◆ Exercise:
Reproduce exactly, and only, the lines below from the one containing "placement.event" through the one containing "let names: Vec<&str>".

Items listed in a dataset

use anyhow::Context;
use clap::Parser;
use points_etl::adapters::http::DEFAULT_API_ENDPOINT;
use points_etl::core::classifier::eligibility_for;
use points_etl::core::normalizer::{role_from_name, Normalizer, DEFAULT_DANCE_STYLE};
use points_etl::domain::ports::RecordFetcher;
use points_etl::utils::logger;
use points_etl::HttpRecordFetcher;

/// 查詢單一舞者並印出攤平後的成績與可報名分級
#[derive(Debug, Parser)]
#[command(name = "lookup_dancer")]
struct Args {
    id: u64,

    #[arg(long, default_value = DEFAULT_API_ENDPOINT)]
    api_endpoint: String,

    #[arg(long, default_value = DEFAULT_DANCE_STYLE)]
    dance_style: String,

    #[arg(long, help = "Print the raw record as JSON")]
    raw: bool,

    #[arg(long, help = "Enable verbose output")]
    verbose: bool,
}

#[tokio::main(flavor = "current_thread")]
async fn main() -> anyhow::Result<()> {
    let args = Args::parse();
    logger::init_cli_logger(args.verbose);

    let fetcher = HttpRecordFetcher::new(args.api_endpoint.clone());
    let Some(record) = fetcher.fetch(args.id).await? else {
        println!("🔍 No record for dancer {}", args.id);
        return Ok(());
    };

    if args.raw {
        println!("{}", serde_json::to_string_pretty(&record)?);
    }

    let normalizer = Normalizer::new(args.dance_style);
    let leader = normalizer.normalize(record.id, record.leader.placements.as_ref())?;
    let follower = normalizer.normalize(record.id, record.follower.placements.as_ref())?;
    let mut placements: Vec<_> = leader.placements.into_iter().chain(follower.placements).collect();
    placements.sort_by(|a, b| b.date.cmp(&a.date));

    let primary_role = role_from_name(&record.dominant_role)
        .with_context(|| format!("dancer {} has an unusable dominant role", record.id))?;

    println!("👤 {} ({}) - primary role {}", record.display_name(), record.id, primary_role.name());
    for placement in &placements {
        println!(
            "  {}  {:<12} {:<8} {:>3} pts  result {:<4} event {}",
            placement.date,
            placement.division.name(),
            placement.role.name(),
            placement.points,
            placement.result,
            placement.event
        );
    }

    println!("🎯 Eligible divisions");
    for (role, divisions) in eligibility_for(primary_role, &placements) {
        let names: Vec<&str> = divisions.iter().map(|d| d.name()).collect();
        println!("  {:<8} {}", role.name(), names.join(", "));
    }

    Ok(())
}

◆ Solution to this exercise:
            placement.event
        );
    }

    println!("🎯 Eligible divisions");
    for (role, divisions) in eligibility_for(primary_role, &placements) {
        let names: Vec<&str> = divisions.iter().map(|d| d.name()).collect();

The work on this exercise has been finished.